Read and understand the information and get the answers to the questions.
Task[3]: More HTTP — Verbs and request formats
Read and understand the information to get the answers to question 1–3.
I got the answer to the questions 4 and 5 by visiting the link which was provided in the information part: https://developer.mozilla.org/en-US/docs/Web/HTTP/Status
Task[4]: Cookies, tasty!
Read and understand the information.
Task[5]: Mini CTF
Read and understand the information.
Task:
There’s a web server running on http://MACHINE_IP:8081. Connect to it and get the flags!
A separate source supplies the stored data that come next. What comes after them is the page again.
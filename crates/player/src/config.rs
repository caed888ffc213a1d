//! Runtime configuration from the environment.

use std::time::Duration;

use url::Url;

use crate::application::sync::{SyncConfig, DEFAULT_STATUS_QUIET_PERIOD};
use crate::infrastructure::supabase::DEFAULT_CHANNEL;

#[derive(Debug, thiserror::Error)]
pub enum ConfigError {
    #[error("Missing required environment variable {0}")]
    Missing(&'static str),

    #[error("Invalid value for {name}: {message}")]
    Invalid { name: &'static str, message: String },
}

#[derive(Debug, Clone)]
pub struct AppConfig {
    pub supabase_url: Url,
    pub supabase_anon_key: String,
    pub status_quiet_period: Duration,
    /// Adds the development character to the roster.
    pub dev_roster: bool,
    pub realtime_channel: String,
}

impl AppConfig {
    /// Reads the process environment. Call `dotenvy` first to pick up `.env`.
    pub fn from_env() -> Result<Self, ConfigError> {
        Self::from_lookup(|name| std::env::var(name).ok())
    }

    pub fn from_lookup(lookup: impl Fn(&str) -> Option<String>) -> Result<Self, ConfigError> {
        let value = |name: &'static str| {
            lookup(name)
                .map(|v| v.trim().to_string())
                .filter(|v| !v.is_empty())
        };

        let raw_url = value("SUPABASE_URL").ok_or(ConfigError::Missing("SUPABASE_URL"))?;
        let supabase_url = Url::parse(&raw_url).map_err(|e| ConfigError::Invalid {
            name: "SUPABASE_URL",
            message: e.to_string(),
        })?;
        let supabase_anon_key =
            value("SUPABASE_ANON_KEY").ok_or(ConfigError::Missing("SUPABASE_ANON_KEY"))?;

        let status_quiet_period = match value("PARTYSHEET_STATUS_DEBOUNCE_MS") {
            Some(ms) => Duration::from_millis(ms.parse().map_err(|e: std::num::ParseIntError| {
                ConfigError::Invalid {
                    name: "PARTYSHEET_STATUS_DEBOUNCE_MS",
                    message: e.to_string(),
                }
            })?),
            None => DEFAULT_STATUS_QUIET_PERIOD,
        };

        let dev_roster = match value("PARTYSHEET_DEV_ROSTER").as_deref() {
            None => false,
            Some(flag) => match flag.to_ascii_lowercase().as_str() {
                "1" | "true" | "yes" | "on" => true,
                "0" | "false" | "no" | "off" => false,
                other => {
                    return Err(ConfigError::Invalid {
                        name: "PARTYSHEET_DEV_ROSTER",
                        message: format!("expected a boolean, got {:?}", other),
                    })
                }
            },
        };

        let realtime_channel =
            value("PARTYSHEET_REALTIME_CHANNEL").unwrap_or_else(|| DEFAULT_CHANNEL.to_string());

        Ok(Self {
            supabase_url,
            supabase_anon_key,
            status_quiet_period,
            dev_roster,
            realtime_channel,
        })
    }

    pub fn sync(&self) -> SyncConfig {
        SyncConfig {
            status_quiet_period: self.status_quiet_period,
        }
    }
}

#[cfg(test)]
mod tests {
    use super::*;

    use std::collections::HashMap;

    fn config(vars: &[(&str, &str)]) -> Result<AppConfig, ConfigError> {
        let vars: HashMap<String, String> = vars
            .iter()
            .map(|(k, v)| (k.to_string(), v.to_string()))
            .collect();
        AppConfig::from_lookup(|name| vars.get(name).cloned())
    }

    const REQUIRED: [(&str, &str); 2] = [
        ("SUPABASE_URL", "https://demo.supabase.co"),
        ("SUPABASE_ANON_KEY", "anon"),
    ];

    #[test]
    fn defaults_apply_when_only_credentials_are_set() {
        let config = config(&REQUIRED).expect("config");
        assert_eq!(config.status_quiet_period, Duration::from_millis(500));
        assert!(!config.dev_roster);
        assert_eq!(config.realtime_channel, "schema-db-changes");
        assert_eq!(config.supabase_url.host_str(), Some("demo.supabase.co"));
    }

    #[test]
    fn missing_credentials_are_reported() {
        assert!(matches!(
            config(&[("SUPABASE_URL", "https://demo.supabase.co")]),
            Err(ConfigError::Missing("SUPABASE_ANON_KEY"))
        ));
        assert!(matches!(
            config(&[("SUPABASE_URL", "  "), ("SUPABASE_ANON_KEY", "anon")]),
            Err(ConfigError::Missing("SUPABASE_URL"))
        ));
    }

    #[test]
    fn overrides_are_parsed() {
        let mut vars = REQUIRED.to_vec();
        vars.push(("PARTYSHEET_STATUS_DEBOUNCE_MS", "250"));
        vars.push(("PARTYSHEET_DEV_ROSTER", "true"));
        vars.push(("PARTYSHEET_REALTIME_CHANNEL", "table-db-changes"));

        let config = config(&vars).expect("config");
        assert_eq!(config.sync().status_quiet_period, Duration::from_millis(250));
        assert!(config.dev_roster);
        assert_eq!(config.realtime_channel, "table-db-changes");
    }

    #[test]
    fn invalid_values_are_rejected() {
        let mut vars = REQUIRED.to_vec();
        vars.push(("PARTYSHEET_STATUS_DEBOUNCE_MS", "soon"));
        assert!(matches!(
            config(&vars),
            Err(ConfigError::Invalid {
                name: "PARTYSHEET_STATUS_DEBOUNCE_MS",
                ..
            })
        ));

        let mut vars = REQUIRED.to_vec();
        vars.push(("PARTYSHEET_DEV_ROSTER", "maybe"));
        assert!(config(&vars).is_err());
    }
}
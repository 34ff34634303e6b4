//! Report rendering for the command-line front end.
//!
//! The analysis core never prints; everything user-facing is formatted here.

use anyhow::{Context, Result};

use crate::graph::{AnalysisReport, Graph};

/// One-line summary printed by `load`.
pub fn render_load_summary(graph: &Graph) -> String {
    format!(
        "loaded graph with {} nodes and {} edges",
        graph.node_count(),
        graph.edge_count()
    )
}

/// Multi-line human-readable report.
pub fn render_text(report: &AnalysisReport) -> String {
    let mut lines = vec![
        "Graph analysis".to_string(),
        format!("  nodes:               {}", report.node_count),
        format!("  edges:               {}", report.edge_count),
        format!("  components:          {}", report.component_count),
        format!("  diameter:            {}", report.diameter),
        format!("  average path length: {:.4}", report.average_path_length),
        format!("  average clustering:  {:.4}", report.average_clustering),
    ];

    if report.components.len() > 1 {
        lines.push(String::new());
        lines.push("Components:".to_string());
        lines.extend(report.components.iter().map(|c| {
            format!(
                "  #{:<4} size {:<6} diameter {:<4} avg path {:.4}{}",
                c.id,
                c.size,
                c.diameter,
                c.average_path_length,
                if c.is_main { "  (main)" } else { "" }
            )
        }));
    }

    if !report.top_centrality.is_empty() {
        let width = report
            .top_centrality
            .iter()
            .map(|e| e.node.len())
            .max()
            .unwrap_or(0);
        lines.push(String::new());
        lines.push(format!(
            "Top {} nodes by degree centrality:",
            report.top_centrality.len()
        ));
        lines.extend(report.top_centrality.iter().enumerate().map(|(rank, entry)| {
            format!(
                "  {:>3}. {:<width$}  {:.4}",
                rank + 1,
                entry.node,
                entry.value,
                width = width
            )
        }));
    }

    let mut out = lines.join("\n");
    out.push('\n');
    out
}

/// Pretty-printed JSON report.
pub fn render_json(report: &AnalysisReport) -> Result<String> {
    serde_json::to_string_pretty(report).context("Failed to serialize analysis report")
}

#[cfg(test)]
mod tests {
    use super::*;
    use crate::graph::{compute_all, AnalysisConfig};

    fn triangle_report() -> AnalysisReport {
        let g = Graph::from_edges(&[("A", "B"), ("B", "C"), ("A", "C")]);
        compute_all(&g, &AnalysisConfig::default())
    }

    #[test]
    fn test_render_load_summary() {
        let g = Graph::from_edges(&[("a", "b"), ("b", "c")]);
        assert_eq!(
            render_load_summary(&g),
            "loaded graph with 3 nodes and 2 edges"
        );
    }

    #[test]
    fn test_render_text_contains_metrics() {
        let text = render_text(&triangle_report());
        assert!(text.contains("nodes:               3"));
        assert!(text.contains("components:          1"));
        assert!(text.contains("average clustering:  1.0000"));
        assert!(text.contains("Top 3 nodes by degree centrality:"));
        assert!(text.contains("  1. A  1.0000"));
        assert!(!text.contains("Components:"), "single component is not listed");
    }

    #[test]
    fn test_render_text_lists_components_when_disconnected() {
        let g = Graph::from_edges(&[("a", "b"), ("b", "c"), ("x", "y")]);
        let text = render_text(&compute_all(&g, &AnalysisConfig::default()));
        assert!(text.contains("Components:"));
        assert!(text.contains("(main)"));
    }

    #[test]
    fn test_render_text_layout() {
        let text = render_text(&triangle_report());
        assert!(text.ends_with("1.0000\n"));
        let lines: Vec<&str> = text.lines().collect();
        assert_eq!(lines.len(), 12);
        assert_eq!(lines[0], "Graph analysis");
        assert_eq!(lines[7], "");
        assert_eq!(lines[8], "Top 3 nodes by degree centrality:");
    }

    #[test]
    fn test_render_text_empty_report() {
        let text = render_text(&AnalysisReport::empty());
        assert!(text.contains("nodes:               0"));
        assert!(!text.contains("Top"));
    }

    #[test]
    fn test_render_json_roundtrip() {
        let report = triangle_report();
        let json = render_json(&report).unwrap();
        let parsed: AnalysisReport = serde_json::from_str(&json).unwrap();
        assert_eq!(parsed, report);
    }
}
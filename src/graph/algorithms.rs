//! Graph metrics algorithms.
//!
//! Implements the structural metrics on a [`Graph`]:
//! - **Connected components**: BFS over nodes in insertion order
//! - **Shortest paths**: BFS from every member of a component (diameter,
//!   average path length, eccentricity)
//! - **Clustering coefficient**: local clustering per node and the mean over all nodes
//! - **Degree centrality**: normalized degree and a deterministic top-K ranking
//!
//! All traversals run on a plain adjacency list built once from the graph
//! (`Vec<Vec<usize>>`, indexed by node insertion position), so results never
//! depend on hash iteration order.

use rayon::prelude::*;
use std::collections::{HashMap, VecDeque};

use super::error::GraphError;
use super::models::{
    AnalysisConfig, AnalysisReport, CentralityEntry, Component, ComponentMetrics,
    ComponentSummary, DistanceTable, Graph,
};

const UNREACHED: usize = usize::MAX;

// ============================================================================
// Connected Components
// ============================================================================

/// Partition the graph into connected components.
///
/// Seeds are taken in node insertion order, so component order and member
/// order (BFS discovery) are reproducible for a given construction order.
pub fn find_components(graph: &Graph) -> Vec<Component> {
    components_from_adjacency(graph, &graph.adjacency())
}

fn components_from_adjacency(graph: &Graph, adj: &[Vec<usize>]) -> Vec<Component> {
    let n = adj.len();
    let mut visited = vec![false; n];
    let mut components = Vec::new();

    for start in 0..n {
        if visited[start] {
            continue;
        }
        let mut indices = Vec::new();
        let mut queue = VecDeque::new();
        queue.push_back(start);
        visited[start] = true;

        while let Some(current) = queue.pop_front() {
            indices.push(current);
            for &neighbor in &adj[current] {
                if !visited[neighbor] {
                    visited[neighbor] = true;
                    queue.push_back(neighbor);
                }
            }
        }

        components.push(Component {
            id: components.len() as u32,
            members: indices.iter().map(|&i| graph.label(i).to_string()).collect(),
            indices,
        });
    }

    components
}

// ============================================================================
// Shortest Paths (per component)
// ============================================================================

/// Compute diameter, average path length and eccentricities for one component.
///
/// A singleton component reports 0 for both diameter and average path length.
/// Fails when `component` was not found in `graph`.
pub fn analyze_component(
    graph: &Graph,
    component: &Component,
    config: &AnalysisConfig,
) -> Result<ComponentMetrics, GraphError> {
    let adj = graph.adjacency();
    let position = checked_positions(graph, &adj, component)?;
    Ok(component_metrics(
        &adj,
        &position,
        component,
        config.parallel_threshold,
    ))
}

/// Full hop-distance matrix of one component, rows in member order.
pub fn distance_table(graph: &Graph, component: &Component) -> Result<DistanceTable, GraphError> {
    let adj = graph.adjacency();
    let position = checked_positions(graph, &adj, component)?;
    let distances = (0..component.size())
        .map(|s| bfs_row(&adj, &position, &component.indices, s))
        .collect();
    Ok(DistanceTable {
        members: component.members.clone(),
        distances,
    })
}

/// Map each node's graph position to its position inside its component.
fn local_positions(n: usize, components: &[Component]) -> Vec<usize> {
    let mut position = vec![UNREACHED; n];
    for component in components {
        for (local, &global) in component.indices.iter().enumerate() {
            position[global] = local;
        }
    }
    position
}

/// Local positions for a caller-supplied component.
///
/// Every member must sit at the same position and under the same label in
/// `graph`, and no member may have a neighbor outside the component.
fn checked_positions(
    graph: &Graph,
    adj: &[Vec<usize>],
    component: &Component,
) -> Result<Vec<usize>, GraphError> {
    for (member, &idx) in component.members.iter().zip(&component.indices) {
        if !graph.contains(member) {
            return Err(GraphError::UnknownNode(member.clone()));
        }
        if idx >= adj.len() || graph.label(idx) != member {
            return Err(GraphError::ForeignComponent(component.id));
        }
    }

    let position = local_positions(adj.len(), std::slice::from_ref(component));
    let closed = component
        .indices
        .iter()
        .all(|&idx| adj[idx].iter().all(|&n| position[n] != UNREACHED));
    if !closed {
        return Err(GraphError::ForeignComponent(component.id));
    }
    Ok(position)
}

/// BFS from `members[source]`, returning hop distances in member order.
fn bfs_row(adj: &[Vec<usize>], position: &[usize], members: &[usize], source: usize) -> Vec<usize> {
    let mut dist = vec![UNREACHED; members.len()];
    let mut queue = VecDeque::with_capacity(members.len());
    dist[source] = 0;
    queue.push_back(members[source]);

    while let Some(current) = queue.pop_front() {
        let next = dist[position[current]] + 1;
        for &neighbor in &adj[current] {
            let slot = position[neighbor];
            if dist[slot] == UNREACHED {
                dist[slot] = next;
                queue.push_back(neighbor);
            }
        }
    }
    dist
}

fn component_metrics(
    adj: &[Vec<usize>],
    position: &[usize],
    component: &Component,
    parallel_threshold: usize,
) -> ComponentMetrics {
    let k = component.size();
    if k < 2 {
        return ComponentMetrics {
            diameter: 0,
            average_path_length: 0.0,
            eccentricities: vec![0; k],
        };
    }

    // (sum of distances, eccentricity) per source; each run owns its row.
    let summarize = |source: usize| -> (u64, usize) {
        bfs_row(adj, position, &component.indices, source)
            .into_iter()
            .filter(|&d| d != UNREACHED)
            .fold((0u64, 0usize), |(sum, max), d| (sum + d as u64, max.max(d)))
    };

    let rows: Vec<(u64, usize)> = if k >= parallel_threshold {
        (0..k).into_par_iter().map(summarize).collect()
    } else {
        (0..k).map(summarize).collect()
    };

    let total: u64 = rows.iter().map(|(sum, _)| sum).sum();
    let eccentricities: Vec<usize> = rows.iter().map(|&(_, ecc)| ecc).collect();
    let diameter = eccentricities.iter().copied().max().unwrap_or(0);
    let ordered_pairs = (k * (k - 1)) as f64;

    ComponentMetrics {
        diameter,
        average_path_length: total as f64 / ordered_pairs,
        eccentricities,
    }
}

// ============================================================================
// Clustering Coefficient
// ============================================================================

/// Local clustering coefficient of `node`.
///
/// coefficient = links among neighbors / (k * (k-1) / 2); 0.0 when k < 2.
/// Only the node's own neighborhood is read.
pub fn local_clustering(graph: &Graph, node: &str) -> Result<f64, GraphError> {
    let neighbors = graph.neighbor_positions(graph.position(node)?);
    if neighbors.len() < 2 {
        return Ok(0.0);
    }
    let rows: Vec<Vec<usize>> = neighbors
        .iter()
        .map(|&n| graph.neighbor_positions(n))
        .collect();
    let rows: Vec<&[usize]> = rows.iter().map(Vec::as_slice).collect();
    Ok(clustering_ratio(&neighbors, &rows))
}

/// Local clustering coefficient for every node, keyed by label.
pub fn clustering_coefficient(graph: &Graph) -> HashMap<String, f64> {
    let adj = graph.adjacency();
    (0..adj.len())
        .map(|i| (graph.label(i).to_string(), clustering_at(&adj, i)))
        .collect()
}

/// Mean local clustering over all nodes, degree-0/1 nodes included.
pub fn average_clustering(graph: &Graph) -> f64 {
    mean_clustering(&graph.adjacency())
}

fn mean_clustering(adj: &[Vec<usize>]) -> f64 {
    if adj.is_empty() {
        return 0.0;
    }
    let total: f64 = (0..adj.len()).map(|i| clustering_at(adj, i)).sum();
    total / adj.len() as f64
}

fn clustering_at(adj: &[Vec<usize>], idx: usize) -> f64 {
    let neighbors = &adj[idx];
    if neighbors.len() < 2 {
        return 0.0;
    }
    let rows: Vec<&[usize]> = neighbors.iter().map(|&n| adj[n].as_slice()).collect();
    clustering_ratio(neighbors, &rows)
}

/// `rows[i]` is the sorted adjacency of `neighbors[i]`.
fn clustering_ratio(neighbors: &[usize], rows: &[&[usize]]) -> f64 {
    let k = neighbors.len();
    let mut links = 0usize;
    for i in 0..k {
        for j in (i + 1)..k {
            if rows[i].binary_search(&neighbors[j]).is_ok() {
                links += 1;
            }
        }
    }

    let possible = k * (k - 1) / 2;
    links as f64 / possible as f64
}

// ============================================================================
// Degree Centrality
// ============================================================================

/// Normalized degree centrality for every node, in insertion order.
pub fn degree_centrality(graph: &Graph) -> Vec<CentralityEntry> {
    centrality_from_adjacency(graph, &graph.adjacency())
}

fn centrality_from_adjacency(graph: &Graph, adj: &[Vec<usize>]) -> Vec<CentralityEntry> {
    let n = adj.len();
    let norm = if n > 1 { (n - 1) as f64 } else { 0.0 };
    adj.iter()
        .enumerate()
        .map(|(i, neighbors)| CentralityEntry {
            node: graph.label(i).to_string(),
            value: if norm > 0.0 {
                neighbors.len() as f64 / norm
            } else {
                0.0
            },
        })
        .collect()
}

/// The `k` highest entries; ties are ordered by ascending node label.
pub fn top_k(entries: &[CentralityEntry], k: usize) -> Vec<CentralityEntry> {
    let mut ranked = entries.to_vec();
    ranked.sort_by(|a, b| {
        b.value
            .total_cmp(&a.value)
            .then_with(|| a.node.cmp(&b.node))
    });
    ranked.truncate(k);
    ranked
}

// ============================================================================
// Orchestrator: compute_all
// ============================================================================

/// Run every metric and assemble the `AnalysisReport`.
///
/// Graph-level diameter and average path length are each the maximum over
/// components. The two maxima may come from different components.
pub fn compute_all(graph: &Graph, config: &AnalysisConfig) -> AnalysisReport {
    if graph.node_count() == 0 {
        return AnalysisReport::empty();
    }

    let adj = graph.adjacency();

    // 1. Components
    let components = components_from_adjacency(graph, &adj);
    tracing::debug!(
        components = components.len(),
        nodes = graph.node_count(),
        "found connected components"
    );

    // 2. Path metrics per component
    let position = local_positions(adj.len(), &components);
    let max_size = components.iter().map(Component::size).max().unwrap_or(0);
    let mut main_marked = false;
    let summaries: Vec<ComponentSummary> = components
        .iter()
        .map(|component| {
            let metrics = component_metrics(&adj, &position, component, config.parallel_threshold);
            let is_main = !main_marked && component.size() == max_size;
            main_marked |= is_main;
            ComponentSummary {
                id: component.id,
                size: component.size(),
                diameter: metrics.diameter,
                average_path_length: metrics.average_path_length,
                is_main,
            }
        })
        .collect();

    let diameter = summaries.iter().map(|s| s.diameter).max().unwrap_or(0);
    let average_path_length = summaries
        .iter()
        .map(|s| s.average_path_length)
        .fold(0.0f64, f64::max);

    // 3. Clustering
    let average_clustering = mean_clustering(&adj);

    // 4. Centrality
    let centrality = centrality_from_adjacency(graph, &adj);
    let top_centrality = top_k(&centrality, config.top_k);

    AnalysisReport {
        node_count: graph.node_count(),
        edge_count: graph.edge_count(),
        component_count: components.len(),
        diameter,
        average_path_length,
        average_clustering,
        top_centrality,
        components: summaries,
    }
}

// ============================================================================
// Tests
// ============================================================================
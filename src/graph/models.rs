//! Graph metrics data models.
//!
//! Defines the complete type system for a metrics run:
//!
//! ## Input types
//! - [`Graph`]: petgraph wrapper with label ↔ NodeIndex mapping (the graph store)
//!
//! ## Derived types (per run)
//! - [`Component`]: a connected component, members in discovery order
//! - [`ComponentMetrics`]: diameter, average path length and eccentricities of one component
//! - [`DistanceTable`]: all-pairs hop distances within one component
//! - [`CentralityEntry`]: normalized degree centrality of one node
//!
//! ## Output types
//! - [`ComponentSummary`]: per-component line of the report
//! - [`AnalysisReport`]: aggregated result of a full analysis run
//!
//! ## Configuration
//! - [`AnalysisConfig`]: tuning parameters for the analysis

use petgraph::graph::{NodeIndex, UnGraph};
use serde::{Deserialize, Serialize};
use std::collections::HashMap;

use super::error::GraphError;

// ============================================================================
// Graph: petgraph wrapper with label mapping
// ============================================================================

/// Simple undirected graph keyed by node label.
///
/// Node indices follow insertion (first-seen) order, which is the order every
/// traversal in this crate uses. Repeated pairs collapse into one edge and a
/// self-pair never makes a node its own neighbor.
#[derive(Debug, Clone, Default)]
pub struct Graph {
    graph: UnGraph<String, ()>,
    id_to_index: HashMap<String, NodeIndex>,
}

impl Graph {
    /// Create a new empty Graph.
    pub fn new() -> Self {
        Self::default()
    }

    /// Create a Graph with pre-allocated capacity.
    pub fn with_capacity(nodes: usize, edges: usize) -> Self {
        Self {
            graph: UnGraph::with_capacity(nodes, edges),
            id_to_index: HashMap::with_capacity(nodes),
        }
    }

    /// Build a graph from a list of label pairs.
    pub fn from_edges<S: AsRef<str>>(edges: &[(S, S)]) -> Self {
        let mut graph = Self::with_capacity(edges.len(), edges.len());
        for (u, v) in edges {
            graph.add_edge(u.as_ref(), v.as_ref());
        }
        graph
    }

    /// Add a node. If a node with the same label already exists, returns its existing index.
    pub fn add_node(&mut self, id: &str) -> NodeIndex {
        if let Some(&idx) = self.id_to_index.get(id) {
            return idx;
        }
        let idx = self.graph.add_node(id.to_string());
        self.id_to_index.insert(id.to_string(), idx);
        idx
    }

    /// Add an undirected edge, inserting both endpoints if needed.
    ///
    /// Returns `false` when the unordered pair was already present.
    pub fn add_edge(&mut self, u: &str, v: &str) -> bool {
        let a = self.add_node(u);
        let b = self.add_node(v);
        if self.graph.find_edge(a, b).is_some() {
            return false;
        }
        self.graph.add_edge(a, b, ());
        true
    }

    /// Number of nodes in the graph.
    pub fn node_count(&self) -> usize {
        self.graph.node_count()
    }

    /// Number of unique unordered pairs, self-pairs included.
    pub fn edge_count(&self) -> usize {
        self.graph.edge_count()
    }

    pub fn contains(&self, id: &str) -> bool {
        self.id_to_index.contains_key(id)
    }

    /// Node labels in insertion order.
    pub fn nodes(&self) -> impl Iterator<Item = &str> + '_ {
        self.graph.node_indices().map(move |idx| self.graph[idx].as_str())
    }

    /// Neighbors of `id`, in insertion order of the neighbor nodes.
    pub fn neighbors(&self, id: &str) -> Result<Vec<&str>, GraphError> {
        let idx = self.require(id)?;
        Ok(self
            .neighbor_indices(idx)
            .into_iter()
            .map(|n| self.graph[n].as_str())
            .collect())
    }

    /// Number of distinct neighbors of `id`.
    pub fn degree(&self, id: &str) -> Result<usize, GraphError> {
        let idx = self.require(id)?;
        Ok(self.neighbor_indices(idx).len())
    }

    pub(crate) fn position(&self, id: &str) -> Result<usize, GraphError> {
        self.require(id).map(|idx| idx.index())
    }

    pub(crate) fn label(&self, idx: usize) -> &str {
        self.graph[NodeIndex::new(idx)].as_str()
    }

    /// Sorted neighbor positions of the node at `idx`, without self-loops.
    pub(crate) fn neighbor_positions(&self, idx: usize) -> Vec<usize> {
        self.neighbor_indices(NodeIndex::new(idx))
            .into_iter()
            .map(|n| n.index())
            .collect()
    }

    /// Adjacency lists indexed by node position, sorted, without self-loops.
    pub(crate) fn adjacency(&self) -> Vec<Vec<usize>> {
        (0..self.node_count())
            .map(|idx| self.neighbor_positions(idx))
            .collect()
    }

    fn require(&self, id: &str) -> Result<NodeIndex, GraphError> {
        self.id_to_index
            .get(id)
            .copied()
            .ok_or_else(|| GraphError::UnknownNode(id.to_string()))
    }

    fn neighbor_indices(&self, idx: NodeIndex) -> Vec<NodeIndex> {
        let mut neighbors: Vec<NodeIndex> =
            self.graph.neighbors(idx).filter(|&n| n != idx).collect();
        neighbors.sort_unstable();
        neighbors
    }
}

// ============================================================================
// Derived types: one analysis run
// ============================================================================

/// A maximal set of mutually reachable nodes.
///
/// Only produced by [`find_components`](super::algorithms::find_components).
/// Path queries against any other graph fail with
/// [`GraphError::ForeignComponent`] or [`GraphError::UnknownNode`].
#[derive(Debug, Clone, PartialEq, Eq)]
pub struct Component {
    /// Position of this component in discovery order
    pub id: u32,
    /// Node labels in BFS discovery order
    pub members: Vec<String>,
    pub(crate) indices: Vec<usize>,
}

impl Component {
    pub fn size(&self) -> usize {
        self.members.len()
    }
}

/// Path metrics for a single component.
#[derive(Debug, Clone, PartialEq)]
pub struct ComponentMetrics {
    /// Largest hop distance between two members
    pub diameter: usize,
    /// Mean hop distance over ordered member pairs (s ≠ t)
    pub average_path_length: f64,
    /// Eccentricity of each member, in member order
    pub eccentricities: Vec<usize>,
}

/// All-pairs hop distances within one component.
#[derive(Debug, Clone, PartialEq, Eq)]
pub struct DistanceTable {
    /// Row/column labels (component member order)
    pub members: Vec<String>,
    /// `distances[i][j]` = hops from `members[i]` to `members[j]`
    pub distances: Vec<Vec<usize>>,
}

impl DistanceTable {
    /// Hop distance between two members, `None` if either is not in this component.
    pub fn distance(&self, source: &str, target: &str) -> Option<usize> {
        let s = self.members.iter().position(|m| m == source)?;
        let t = self.members.iter().position(|m| m == target)?;
        Some(self.distances[s][t])
    }
}

/// Normalized degree centrality of a node.
#[derive(Debug, Clone, PartialEq, Serialize, Deserialize)]
pub struct CentralityEntry {
    pub node: String,
    /// degree / (node_count - 1), 0.0 for a one-node graph
    pub value: f64,
}

// ============================================================================
// Output types: Analysis report
// ============================================================================

/// Per-component line of the report.
#[derive(Debug, Clone, PartialEq, Serialize, Deserialize)]
pub struct ComponentSummary {
    /// Component identifier (discovery order)
    pub id: u32,
    /// Number of nodes in this component
    pub size: usize,
    pub diameter: usize,
    pub average_path_length: f64,
    /// Whether this is the first component of maximal size
    pub is_main: bool,
}

/// Complete result of an analysis run.
///
/// Graph-level `diameter` and `average_path_length` are the maxima over all
/// components; cross-component distances are never averaged together.
#[derive(Debug, Clone, PartialEq, Serialize, Deserialize)]
pub struct AnalysisReport {
    /// Total number of nodes analyzed
    pub node_count: usize,
    /// Total number of unique edges analyzed
    pub edge_count: usize,
    pub component_count: usize,
    /// Maximum component diameter
    pub diameter: usize,
    /// Maximum component average shortest-path length
    pub average_path_length: f64,
    /// Mean local clustering coefficient over all nodes
    pub average_clustering: f64,
    /// Highest degree centrality first, ties by ascending node label
    pub top_centrality: Vec<CentralityEntry>,
    /// Component summaries in discovery order
    pub components: Vec<ComponentSummary>,
}

impl AnalysisReport {
    /// Report for a graph with no nodes.
    pub fn empty() -> Self {
        Self {
            node_count: 0,
            edge_count: 0,
            component_count: 0,
            diameter: 0,
            average_path_length: 0.0,
            average_clustering: 0.0,
            top_centrality: vec![],
            components: vec![],
        }
    }
}

// ============================================================================
// Configuration
// ============================================================================

/// Tuning parameters for an analysis run.
#[derive(Debug, Clone, PartialEq, Serialize, Deserialize)]
#[serde(default)]
pub struct AnalysisConfig {
    /// Number of entries in the centrality ranking (default: 10)
    pub top_k: usize,
    /// Component size from which per-source BFS runs in parallel (default: 64)
    pub parallel_threshold: usize,
}

impl Default for AnalysisConfig {
    fn default() -> Self {
        Self {
            top_k: 10,
            parallel_threshold: 64,
        }
    }
}

// ============================================================================
// Tests
// ============================================================================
- GET request. Make a GET request to the web server with path /ctf/get
- POST request. Make a POST request with the body “flag_please” to /ctf/post
- Get a cookie. Make a GET request to /ctf/getcookie and check the cookie the server gives you
- Set a cookie. Set a cookie with name “flagpls” and value “flagpls” in your devtools and make a GET request to /ctf/sendcookie
We can do the assigned task both by using our browser or using curl command in terminal.
Task 5–1: What’s the GET flag?
Answer:
To make a get request the command used is:
curl http://10.10.19.91:8081/ctf/get
Another way to do this task is that we can directly visit http://10.10.19.91:8081/ctf/get in our browser. By default the browser makes a GET request.
Task 5–2: What’s the POST flag?
Answer:
To make a POST request the command used is:
curl -X POST — data flag_please http://10.10.19.91:8081/ctf/post
- -X flag is used to specify the request type. curl make a GET request by default.
- — data flag is used to send a data along with the request
Task 5–3: What’s the “Get a cookie” flag?
Answer:
Again there are two ways to do this task. One is using browser and the other is using terminal.
Using browser:
Make a request to: http://10.10.19.91:8081/ctf/getcookie
To check the cookies(For firefox browser): Right click on the page>>Inspect Element>> Storage>> Cookies>> Get the flag
Using terminal:
Use the command: curl -c - ‘10.10.19.91:8081/ctf/getcookie’
Task 5–4: What’s the “Set a cookie” flag?
Answer:
curl — cookie ‘name=value’ URL
curl — cookie ‘flagpls=flagpls’ http://10.10.19.91:8081/ctf/sendcookie
— cookie is used to set a cookie.
Thanks for reading!!!